TASK PROMPT
Report the number of lines in these entries that contain "index". Write only the number.

(Stored items)
-=-=-=-=-
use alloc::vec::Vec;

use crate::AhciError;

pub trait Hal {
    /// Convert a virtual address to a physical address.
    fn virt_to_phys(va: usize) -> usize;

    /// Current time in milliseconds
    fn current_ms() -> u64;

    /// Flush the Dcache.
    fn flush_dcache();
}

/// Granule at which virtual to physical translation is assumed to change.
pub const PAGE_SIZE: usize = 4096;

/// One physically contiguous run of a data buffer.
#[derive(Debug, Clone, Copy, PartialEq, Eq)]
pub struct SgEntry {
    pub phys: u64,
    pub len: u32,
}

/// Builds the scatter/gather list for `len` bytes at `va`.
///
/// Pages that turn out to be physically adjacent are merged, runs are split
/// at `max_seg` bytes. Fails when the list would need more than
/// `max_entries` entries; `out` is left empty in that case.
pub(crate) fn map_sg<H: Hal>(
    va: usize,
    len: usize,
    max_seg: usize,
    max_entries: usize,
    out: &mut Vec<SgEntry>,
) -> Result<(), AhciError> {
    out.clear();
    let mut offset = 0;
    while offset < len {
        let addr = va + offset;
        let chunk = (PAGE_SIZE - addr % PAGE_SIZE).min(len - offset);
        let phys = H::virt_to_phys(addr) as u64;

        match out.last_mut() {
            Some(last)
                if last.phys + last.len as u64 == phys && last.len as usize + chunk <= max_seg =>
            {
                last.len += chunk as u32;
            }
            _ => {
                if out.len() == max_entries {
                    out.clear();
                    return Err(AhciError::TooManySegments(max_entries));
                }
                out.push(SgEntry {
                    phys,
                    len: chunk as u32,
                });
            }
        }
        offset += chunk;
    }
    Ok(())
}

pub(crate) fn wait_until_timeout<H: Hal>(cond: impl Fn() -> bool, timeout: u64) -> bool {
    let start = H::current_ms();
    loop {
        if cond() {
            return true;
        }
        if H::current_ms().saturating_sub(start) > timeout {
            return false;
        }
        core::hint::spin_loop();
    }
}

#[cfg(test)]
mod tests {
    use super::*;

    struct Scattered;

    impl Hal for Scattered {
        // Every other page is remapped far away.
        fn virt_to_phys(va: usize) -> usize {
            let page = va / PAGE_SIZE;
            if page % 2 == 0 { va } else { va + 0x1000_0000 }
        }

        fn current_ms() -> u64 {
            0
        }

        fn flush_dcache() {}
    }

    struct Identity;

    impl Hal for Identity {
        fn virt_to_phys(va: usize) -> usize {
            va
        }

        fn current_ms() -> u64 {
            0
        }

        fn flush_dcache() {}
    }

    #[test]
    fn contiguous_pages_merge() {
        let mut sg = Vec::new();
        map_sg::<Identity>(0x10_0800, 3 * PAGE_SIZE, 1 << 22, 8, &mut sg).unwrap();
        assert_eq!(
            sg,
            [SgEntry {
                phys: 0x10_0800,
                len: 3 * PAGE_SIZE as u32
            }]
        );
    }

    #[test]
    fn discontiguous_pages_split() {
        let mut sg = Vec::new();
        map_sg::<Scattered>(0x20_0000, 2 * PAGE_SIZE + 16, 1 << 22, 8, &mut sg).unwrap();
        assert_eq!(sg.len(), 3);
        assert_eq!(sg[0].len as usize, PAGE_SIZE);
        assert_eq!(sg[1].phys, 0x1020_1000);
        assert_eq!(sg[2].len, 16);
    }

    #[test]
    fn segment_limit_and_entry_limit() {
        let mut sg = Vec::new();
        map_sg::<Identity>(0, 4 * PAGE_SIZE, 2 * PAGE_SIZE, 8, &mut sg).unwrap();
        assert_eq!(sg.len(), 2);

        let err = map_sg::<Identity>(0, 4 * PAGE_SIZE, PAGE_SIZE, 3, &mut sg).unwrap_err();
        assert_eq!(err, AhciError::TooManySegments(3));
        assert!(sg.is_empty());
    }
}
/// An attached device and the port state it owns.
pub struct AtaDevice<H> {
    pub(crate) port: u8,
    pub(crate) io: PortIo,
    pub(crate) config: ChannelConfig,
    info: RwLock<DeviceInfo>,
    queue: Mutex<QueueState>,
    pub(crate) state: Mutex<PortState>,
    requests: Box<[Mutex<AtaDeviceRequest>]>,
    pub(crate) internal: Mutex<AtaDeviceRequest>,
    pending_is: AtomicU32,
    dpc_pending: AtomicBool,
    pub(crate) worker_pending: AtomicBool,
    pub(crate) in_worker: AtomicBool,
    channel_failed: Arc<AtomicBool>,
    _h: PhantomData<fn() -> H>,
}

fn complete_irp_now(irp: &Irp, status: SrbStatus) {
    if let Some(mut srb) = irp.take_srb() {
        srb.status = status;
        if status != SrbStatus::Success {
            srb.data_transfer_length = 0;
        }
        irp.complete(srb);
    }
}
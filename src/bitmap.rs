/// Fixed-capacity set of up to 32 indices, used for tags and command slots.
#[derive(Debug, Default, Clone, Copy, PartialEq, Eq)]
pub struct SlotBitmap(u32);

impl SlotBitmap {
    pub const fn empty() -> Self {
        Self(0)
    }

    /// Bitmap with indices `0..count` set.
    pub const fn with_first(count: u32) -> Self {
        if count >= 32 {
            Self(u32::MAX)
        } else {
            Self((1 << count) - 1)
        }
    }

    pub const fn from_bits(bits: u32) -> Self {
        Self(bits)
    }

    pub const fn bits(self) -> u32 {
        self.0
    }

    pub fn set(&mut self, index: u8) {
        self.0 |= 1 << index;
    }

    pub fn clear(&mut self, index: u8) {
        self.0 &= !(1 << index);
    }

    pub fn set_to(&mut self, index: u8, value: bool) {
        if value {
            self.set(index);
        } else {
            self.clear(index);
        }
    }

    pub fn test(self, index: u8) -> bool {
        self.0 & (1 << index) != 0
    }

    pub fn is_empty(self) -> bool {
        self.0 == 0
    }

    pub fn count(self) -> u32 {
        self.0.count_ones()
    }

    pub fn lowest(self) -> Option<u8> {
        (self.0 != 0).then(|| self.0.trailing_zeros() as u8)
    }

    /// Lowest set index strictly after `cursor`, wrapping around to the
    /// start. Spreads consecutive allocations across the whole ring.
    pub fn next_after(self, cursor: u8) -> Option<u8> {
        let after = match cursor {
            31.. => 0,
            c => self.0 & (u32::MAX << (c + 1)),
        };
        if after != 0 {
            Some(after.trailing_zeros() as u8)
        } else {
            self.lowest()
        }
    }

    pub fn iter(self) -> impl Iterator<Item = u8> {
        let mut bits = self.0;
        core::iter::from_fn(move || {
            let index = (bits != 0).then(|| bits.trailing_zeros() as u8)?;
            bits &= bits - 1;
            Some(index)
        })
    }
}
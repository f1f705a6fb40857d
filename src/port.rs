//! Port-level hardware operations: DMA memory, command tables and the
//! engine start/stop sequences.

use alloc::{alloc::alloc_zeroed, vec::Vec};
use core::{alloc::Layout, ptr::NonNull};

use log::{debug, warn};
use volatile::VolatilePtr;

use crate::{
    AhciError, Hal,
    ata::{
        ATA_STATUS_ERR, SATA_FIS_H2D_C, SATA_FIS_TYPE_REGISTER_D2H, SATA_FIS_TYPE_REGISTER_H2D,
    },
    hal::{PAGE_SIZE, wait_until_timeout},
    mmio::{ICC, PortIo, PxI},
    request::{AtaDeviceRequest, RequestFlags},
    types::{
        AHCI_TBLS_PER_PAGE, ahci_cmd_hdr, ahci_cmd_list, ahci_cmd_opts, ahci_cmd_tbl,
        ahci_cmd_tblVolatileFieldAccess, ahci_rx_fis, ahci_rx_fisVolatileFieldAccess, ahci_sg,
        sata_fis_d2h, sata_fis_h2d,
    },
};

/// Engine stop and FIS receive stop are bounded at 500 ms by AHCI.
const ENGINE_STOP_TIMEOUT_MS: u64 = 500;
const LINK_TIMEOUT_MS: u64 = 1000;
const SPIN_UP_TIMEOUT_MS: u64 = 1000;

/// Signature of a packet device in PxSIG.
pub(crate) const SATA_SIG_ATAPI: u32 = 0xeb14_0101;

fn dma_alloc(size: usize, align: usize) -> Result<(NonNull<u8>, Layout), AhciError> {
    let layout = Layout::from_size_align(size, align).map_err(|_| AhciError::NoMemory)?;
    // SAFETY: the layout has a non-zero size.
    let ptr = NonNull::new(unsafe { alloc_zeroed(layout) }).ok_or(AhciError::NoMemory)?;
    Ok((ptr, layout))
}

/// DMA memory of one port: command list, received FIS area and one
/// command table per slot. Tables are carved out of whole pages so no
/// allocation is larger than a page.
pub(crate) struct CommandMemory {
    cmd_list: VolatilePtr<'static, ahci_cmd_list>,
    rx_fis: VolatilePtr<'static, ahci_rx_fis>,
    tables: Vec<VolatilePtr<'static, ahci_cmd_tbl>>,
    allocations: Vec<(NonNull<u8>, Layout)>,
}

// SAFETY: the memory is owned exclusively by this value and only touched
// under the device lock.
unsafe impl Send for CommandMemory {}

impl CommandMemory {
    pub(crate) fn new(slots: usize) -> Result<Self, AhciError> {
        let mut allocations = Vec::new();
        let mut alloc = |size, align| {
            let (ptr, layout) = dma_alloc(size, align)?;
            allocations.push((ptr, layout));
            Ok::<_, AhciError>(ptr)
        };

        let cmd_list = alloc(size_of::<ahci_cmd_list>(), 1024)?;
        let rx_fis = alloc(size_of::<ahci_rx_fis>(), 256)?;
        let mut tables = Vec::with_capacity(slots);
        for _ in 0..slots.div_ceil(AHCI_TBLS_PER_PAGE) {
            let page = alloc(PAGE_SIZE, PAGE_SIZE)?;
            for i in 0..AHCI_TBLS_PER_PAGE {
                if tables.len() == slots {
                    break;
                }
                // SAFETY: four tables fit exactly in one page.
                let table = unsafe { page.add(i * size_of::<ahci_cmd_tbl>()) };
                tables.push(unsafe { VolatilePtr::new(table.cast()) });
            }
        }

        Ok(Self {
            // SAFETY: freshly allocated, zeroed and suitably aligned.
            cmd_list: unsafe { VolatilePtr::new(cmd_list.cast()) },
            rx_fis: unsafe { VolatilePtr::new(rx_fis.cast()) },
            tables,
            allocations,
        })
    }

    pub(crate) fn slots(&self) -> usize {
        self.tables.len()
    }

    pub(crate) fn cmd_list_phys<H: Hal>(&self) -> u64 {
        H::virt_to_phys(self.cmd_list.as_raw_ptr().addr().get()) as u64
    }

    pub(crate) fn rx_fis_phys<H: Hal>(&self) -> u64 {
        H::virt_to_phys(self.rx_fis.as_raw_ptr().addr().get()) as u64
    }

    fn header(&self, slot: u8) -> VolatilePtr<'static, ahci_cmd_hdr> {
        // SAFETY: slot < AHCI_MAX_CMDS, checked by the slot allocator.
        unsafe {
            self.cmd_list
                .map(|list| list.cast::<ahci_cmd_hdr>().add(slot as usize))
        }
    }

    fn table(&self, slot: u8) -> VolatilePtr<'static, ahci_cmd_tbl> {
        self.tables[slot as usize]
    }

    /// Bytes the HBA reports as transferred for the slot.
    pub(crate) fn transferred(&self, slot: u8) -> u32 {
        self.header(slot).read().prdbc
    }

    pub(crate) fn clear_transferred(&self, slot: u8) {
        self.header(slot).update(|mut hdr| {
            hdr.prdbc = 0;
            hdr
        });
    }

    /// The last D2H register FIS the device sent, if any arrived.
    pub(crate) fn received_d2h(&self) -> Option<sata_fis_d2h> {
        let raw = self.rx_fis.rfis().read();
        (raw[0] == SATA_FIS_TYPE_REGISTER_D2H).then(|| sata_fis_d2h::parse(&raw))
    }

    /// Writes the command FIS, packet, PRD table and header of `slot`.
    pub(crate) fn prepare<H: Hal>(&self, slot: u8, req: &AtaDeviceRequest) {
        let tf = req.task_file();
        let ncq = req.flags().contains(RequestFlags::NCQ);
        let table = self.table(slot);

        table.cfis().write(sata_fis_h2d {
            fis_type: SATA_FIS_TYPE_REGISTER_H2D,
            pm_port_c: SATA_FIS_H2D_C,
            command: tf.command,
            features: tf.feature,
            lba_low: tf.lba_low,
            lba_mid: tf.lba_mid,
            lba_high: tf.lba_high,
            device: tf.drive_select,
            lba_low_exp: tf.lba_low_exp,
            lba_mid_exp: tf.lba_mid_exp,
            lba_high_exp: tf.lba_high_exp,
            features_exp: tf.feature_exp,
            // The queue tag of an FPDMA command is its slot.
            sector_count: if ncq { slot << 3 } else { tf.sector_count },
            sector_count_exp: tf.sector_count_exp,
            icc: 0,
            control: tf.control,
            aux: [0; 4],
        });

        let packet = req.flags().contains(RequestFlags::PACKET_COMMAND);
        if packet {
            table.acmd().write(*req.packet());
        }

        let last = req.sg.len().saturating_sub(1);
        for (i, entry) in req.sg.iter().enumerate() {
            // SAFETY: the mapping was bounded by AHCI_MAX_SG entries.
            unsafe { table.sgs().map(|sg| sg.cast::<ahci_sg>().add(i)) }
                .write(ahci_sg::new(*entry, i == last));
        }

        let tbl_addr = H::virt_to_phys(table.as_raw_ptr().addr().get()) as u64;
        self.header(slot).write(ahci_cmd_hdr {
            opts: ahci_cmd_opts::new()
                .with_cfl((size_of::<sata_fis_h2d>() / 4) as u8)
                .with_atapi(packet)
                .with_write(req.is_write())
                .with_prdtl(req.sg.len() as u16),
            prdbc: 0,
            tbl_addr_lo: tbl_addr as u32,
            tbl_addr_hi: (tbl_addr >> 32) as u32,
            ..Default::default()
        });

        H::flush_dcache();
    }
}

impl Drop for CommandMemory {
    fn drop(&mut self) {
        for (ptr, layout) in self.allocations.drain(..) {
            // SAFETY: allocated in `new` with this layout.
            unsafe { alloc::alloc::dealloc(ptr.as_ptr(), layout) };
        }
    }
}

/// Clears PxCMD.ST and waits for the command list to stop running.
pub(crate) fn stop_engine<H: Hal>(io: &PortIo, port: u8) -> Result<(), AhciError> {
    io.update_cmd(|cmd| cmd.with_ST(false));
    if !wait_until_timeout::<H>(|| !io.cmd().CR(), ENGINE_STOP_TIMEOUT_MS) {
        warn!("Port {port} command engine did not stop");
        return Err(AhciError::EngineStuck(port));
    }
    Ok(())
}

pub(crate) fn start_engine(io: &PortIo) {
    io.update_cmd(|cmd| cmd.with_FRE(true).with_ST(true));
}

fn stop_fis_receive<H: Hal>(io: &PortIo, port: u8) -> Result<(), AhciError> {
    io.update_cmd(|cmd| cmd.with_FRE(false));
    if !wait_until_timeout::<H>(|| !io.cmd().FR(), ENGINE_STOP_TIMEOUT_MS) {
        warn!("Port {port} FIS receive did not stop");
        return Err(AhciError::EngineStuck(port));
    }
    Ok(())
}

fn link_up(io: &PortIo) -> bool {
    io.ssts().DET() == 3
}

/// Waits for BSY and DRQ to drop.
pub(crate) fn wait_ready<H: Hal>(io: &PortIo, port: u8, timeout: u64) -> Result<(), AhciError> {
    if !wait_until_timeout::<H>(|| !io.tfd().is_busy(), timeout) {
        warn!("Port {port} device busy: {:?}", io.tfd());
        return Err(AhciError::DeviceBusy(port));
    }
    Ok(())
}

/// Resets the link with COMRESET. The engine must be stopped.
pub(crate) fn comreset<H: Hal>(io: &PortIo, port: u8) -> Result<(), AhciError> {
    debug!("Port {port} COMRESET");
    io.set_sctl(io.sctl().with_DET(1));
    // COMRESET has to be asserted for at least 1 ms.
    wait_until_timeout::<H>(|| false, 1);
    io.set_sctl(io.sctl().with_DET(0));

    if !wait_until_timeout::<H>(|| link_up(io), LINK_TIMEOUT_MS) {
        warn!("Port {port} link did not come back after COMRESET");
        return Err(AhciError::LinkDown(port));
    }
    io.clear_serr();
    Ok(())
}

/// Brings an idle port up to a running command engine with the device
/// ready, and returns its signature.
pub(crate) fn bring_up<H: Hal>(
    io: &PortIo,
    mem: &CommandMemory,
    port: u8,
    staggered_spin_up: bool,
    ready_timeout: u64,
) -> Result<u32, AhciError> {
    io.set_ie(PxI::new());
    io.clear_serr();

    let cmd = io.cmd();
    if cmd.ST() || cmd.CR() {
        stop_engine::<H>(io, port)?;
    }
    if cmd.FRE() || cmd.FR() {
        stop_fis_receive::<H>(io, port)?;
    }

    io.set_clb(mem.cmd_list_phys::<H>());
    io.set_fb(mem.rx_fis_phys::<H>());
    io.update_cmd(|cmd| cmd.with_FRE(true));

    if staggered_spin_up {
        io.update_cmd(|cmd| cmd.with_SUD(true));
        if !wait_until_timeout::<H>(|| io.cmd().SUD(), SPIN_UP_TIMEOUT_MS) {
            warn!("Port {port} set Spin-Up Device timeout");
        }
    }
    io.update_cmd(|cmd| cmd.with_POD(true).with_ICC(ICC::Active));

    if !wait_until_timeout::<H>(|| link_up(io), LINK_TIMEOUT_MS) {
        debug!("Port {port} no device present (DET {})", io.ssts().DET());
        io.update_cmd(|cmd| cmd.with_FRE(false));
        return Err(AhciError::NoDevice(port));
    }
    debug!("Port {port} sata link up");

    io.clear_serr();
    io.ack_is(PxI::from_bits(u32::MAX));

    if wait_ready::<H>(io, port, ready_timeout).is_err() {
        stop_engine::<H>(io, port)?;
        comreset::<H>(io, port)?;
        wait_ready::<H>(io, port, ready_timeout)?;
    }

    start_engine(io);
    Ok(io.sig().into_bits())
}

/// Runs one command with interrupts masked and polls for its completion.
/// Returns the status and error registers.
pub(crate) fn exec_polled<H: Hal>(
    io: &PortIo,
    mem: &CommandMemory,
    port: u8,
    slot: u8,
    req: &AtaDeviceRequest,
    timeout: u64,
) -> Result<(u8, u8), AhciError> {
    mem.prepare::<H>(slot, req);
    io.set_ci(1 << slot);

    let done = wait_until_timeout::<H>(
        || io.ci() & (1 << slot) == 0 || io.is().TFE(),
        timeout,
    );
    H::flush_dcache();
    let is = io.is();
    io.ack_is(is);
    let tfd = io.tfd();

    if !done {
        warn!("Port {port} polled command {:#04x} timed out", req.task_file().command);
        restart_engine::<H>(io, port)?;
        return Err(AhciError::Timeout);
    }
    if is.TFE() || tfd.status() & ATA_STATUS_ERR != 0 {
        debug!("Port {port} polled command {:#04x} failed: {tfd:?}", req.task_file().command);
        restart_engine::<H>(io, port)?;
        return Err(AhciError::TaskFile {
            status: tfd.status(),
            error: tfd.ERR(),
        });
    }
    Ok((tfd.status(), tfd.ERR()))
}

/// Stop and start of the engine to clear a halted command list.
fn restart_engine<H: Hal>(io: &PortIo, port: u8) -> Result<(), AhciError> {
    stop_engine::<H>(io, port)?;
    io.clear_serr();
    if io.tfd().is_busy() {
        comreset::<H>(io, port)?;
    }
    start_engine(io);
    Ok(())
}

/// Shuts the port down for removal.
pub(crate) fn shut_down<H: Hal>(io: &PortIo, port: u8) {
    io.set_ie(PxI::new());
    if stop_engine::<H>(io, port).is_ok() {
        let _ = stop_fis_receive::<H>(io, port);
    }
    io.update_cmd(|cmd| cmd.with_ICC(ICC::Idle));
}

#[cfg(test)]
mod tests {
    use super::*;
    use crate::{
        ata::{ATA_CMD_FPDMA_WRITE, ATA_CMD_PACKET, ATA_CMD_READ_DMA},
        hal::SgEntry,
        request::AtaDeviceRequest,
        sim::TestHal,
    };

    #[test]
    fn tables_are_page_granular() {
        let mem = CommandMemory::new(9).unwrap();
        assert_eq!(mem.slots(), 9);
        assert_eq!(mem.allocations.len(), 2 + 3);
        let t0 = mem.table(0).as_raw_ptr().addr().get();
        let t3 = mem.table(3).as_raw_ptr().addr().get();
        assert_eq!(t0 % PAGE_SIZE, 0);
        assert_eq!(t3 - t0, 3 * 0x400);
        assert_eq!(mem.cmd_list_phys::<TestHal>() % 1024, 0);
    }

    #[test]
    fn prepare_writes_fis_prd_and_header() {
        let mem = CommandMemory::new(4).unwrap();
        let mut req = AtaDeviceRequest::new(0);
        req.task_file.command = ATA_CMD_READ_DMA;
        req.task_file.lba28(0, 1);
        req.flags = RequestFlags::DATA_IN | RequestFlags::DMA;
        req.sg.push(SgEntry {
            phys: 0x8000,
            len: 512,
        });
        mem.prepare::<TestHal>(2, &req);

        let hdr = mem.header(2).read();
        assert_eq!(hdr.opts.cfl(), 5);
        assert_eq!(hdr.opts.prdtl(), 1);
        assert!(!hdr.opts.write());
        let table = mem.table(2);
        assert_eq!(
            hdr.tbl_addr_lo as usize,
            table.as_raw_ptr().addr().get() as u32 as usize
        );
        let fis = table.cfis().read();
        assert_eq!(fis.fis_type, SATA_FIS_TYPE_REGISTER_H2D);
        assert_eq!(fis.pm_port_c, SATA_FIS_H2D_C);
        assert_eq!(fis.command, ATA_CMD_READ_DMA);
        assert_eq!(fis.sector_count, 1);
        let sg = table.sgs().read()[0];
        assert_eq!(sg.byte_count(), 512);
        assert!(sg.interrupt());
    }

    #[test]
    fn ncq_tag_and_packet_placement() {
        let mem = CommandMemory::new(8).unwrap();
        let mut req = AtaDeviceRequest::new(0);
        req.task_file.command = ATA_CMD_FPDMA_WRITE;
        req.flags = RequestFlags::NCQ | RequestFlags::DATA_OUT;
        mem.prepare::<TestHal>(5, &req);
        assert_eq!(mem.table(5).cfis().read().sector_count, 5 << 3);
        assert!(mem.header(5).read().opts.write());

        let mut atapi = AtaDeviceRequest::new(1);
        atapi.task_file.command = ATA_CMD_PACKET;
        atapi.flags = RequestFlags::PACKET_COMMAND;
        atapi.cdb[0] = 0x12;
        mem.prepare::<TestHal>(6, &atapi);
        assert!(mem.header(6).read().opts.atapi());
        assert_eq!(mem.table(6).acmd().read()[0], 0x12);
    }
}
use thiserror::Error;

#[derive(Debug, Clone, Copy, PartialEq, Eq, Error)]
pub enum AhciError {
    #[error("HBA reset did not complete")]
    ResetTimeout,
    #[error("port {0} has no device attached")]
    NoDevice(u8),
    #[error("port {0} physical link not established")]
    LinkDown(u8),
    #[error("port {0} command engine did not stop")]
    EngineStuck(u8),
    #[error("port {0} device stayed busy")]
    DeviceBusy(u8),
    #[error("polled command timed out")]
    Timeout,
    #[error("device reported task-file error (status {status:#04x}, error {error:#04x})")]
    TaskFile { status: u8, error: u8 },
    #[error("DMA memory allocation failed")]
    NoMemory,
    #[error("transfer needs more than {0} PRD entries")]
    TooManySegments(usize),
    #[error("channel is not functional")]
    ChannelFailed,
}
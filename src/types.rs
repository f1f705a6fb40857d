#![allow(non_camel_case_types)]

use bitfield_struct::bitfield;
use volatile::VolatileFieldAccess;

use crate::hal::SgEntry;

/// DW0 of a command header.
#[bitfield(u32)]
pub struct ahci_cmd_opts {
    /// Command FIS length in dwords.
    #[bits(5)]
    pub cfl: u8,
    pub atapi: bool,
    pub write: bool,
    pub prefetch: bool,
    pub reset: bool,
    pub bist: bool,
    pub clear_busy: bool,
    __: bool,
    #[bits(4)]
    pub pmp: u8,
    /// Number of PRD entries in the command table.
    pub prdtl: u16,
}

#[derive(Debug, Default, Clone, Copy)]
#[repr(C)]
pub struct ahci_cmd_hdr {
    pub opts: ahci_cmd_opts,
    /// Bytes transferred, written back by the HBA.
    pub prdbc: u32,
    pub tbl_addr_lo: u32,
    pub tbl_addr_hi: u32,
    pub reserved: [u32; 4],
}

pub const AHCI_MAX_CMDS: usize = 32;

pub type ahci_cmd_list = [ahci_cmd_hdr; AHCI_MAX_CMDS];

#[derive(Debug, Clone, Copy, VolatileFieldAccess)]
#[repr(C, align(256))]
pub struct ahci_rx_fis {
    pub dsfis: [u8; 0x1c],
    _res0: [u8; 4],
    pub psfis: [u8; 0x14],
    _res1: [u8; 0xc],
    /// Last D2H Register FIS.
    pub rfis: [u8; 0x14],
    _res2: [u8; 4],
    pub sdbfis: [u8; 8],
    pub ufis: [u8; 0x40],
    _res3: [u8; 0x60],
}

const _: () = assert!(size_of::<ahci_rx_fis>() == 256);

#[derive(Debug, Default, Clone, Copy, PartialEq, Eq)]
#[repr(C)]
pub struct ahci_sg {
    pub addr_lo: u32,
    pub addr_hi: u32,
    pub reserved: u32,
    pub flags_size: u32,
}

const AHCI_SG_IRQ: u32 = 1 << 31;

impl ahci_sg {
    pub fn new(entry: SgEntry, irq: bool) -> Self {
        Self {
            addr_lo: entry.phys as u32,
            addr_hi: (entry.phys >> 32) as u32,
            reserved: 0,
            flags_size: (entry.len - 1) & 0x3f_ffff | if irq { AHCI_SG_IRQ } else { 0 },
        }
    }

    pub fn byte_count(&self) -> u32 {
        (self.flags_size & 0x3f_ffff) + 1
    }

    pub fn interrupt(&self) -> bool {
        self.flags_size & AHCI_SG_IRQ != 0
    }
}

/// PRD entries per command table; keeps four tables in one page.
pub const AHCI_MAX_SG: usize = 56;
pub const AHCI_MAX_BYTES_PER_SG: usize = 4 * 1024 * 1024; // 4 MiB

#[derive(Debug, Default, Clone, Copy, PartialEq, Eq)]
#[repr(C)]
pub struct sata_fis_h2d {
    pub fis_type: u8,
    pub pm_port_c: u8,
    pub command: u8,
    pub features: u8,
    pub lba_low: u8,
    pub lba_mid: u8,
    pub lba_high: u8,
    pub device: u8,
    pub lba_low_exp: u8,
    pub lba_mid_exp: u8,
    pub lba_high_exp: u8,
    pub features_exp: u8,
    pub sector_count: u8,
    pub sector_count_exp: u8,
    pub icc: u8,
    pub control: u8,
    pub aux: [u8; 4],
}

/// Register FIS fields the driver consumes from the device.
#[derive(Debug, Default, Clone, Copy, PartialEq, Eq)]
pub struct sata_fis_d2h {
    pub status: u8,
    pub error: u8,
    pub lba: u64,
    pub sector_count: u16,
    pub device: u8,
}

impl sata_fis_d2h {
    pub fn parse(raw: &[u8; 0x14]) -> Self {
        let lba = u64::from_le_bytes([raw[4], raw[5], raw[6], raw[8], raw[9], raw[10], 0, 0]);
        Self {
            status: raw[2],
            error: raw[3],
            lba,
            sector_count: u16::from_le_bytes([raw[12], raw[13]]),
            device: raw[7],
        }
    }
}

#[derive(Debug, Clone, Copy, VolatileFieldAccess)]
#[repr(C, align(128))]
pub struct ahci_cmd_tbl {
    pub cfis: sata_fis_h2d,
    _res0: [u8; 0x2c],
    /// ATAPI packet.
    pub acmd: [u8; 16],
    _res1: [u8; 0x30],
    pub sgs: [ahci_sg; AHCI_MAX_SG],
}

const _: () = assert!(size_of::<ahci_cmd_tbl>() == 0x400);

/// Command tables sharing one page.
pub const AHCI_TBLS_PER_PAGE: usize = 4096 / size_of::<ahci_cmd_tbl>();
-=-=-=-=-
SOLUTION TO THIS TASK
12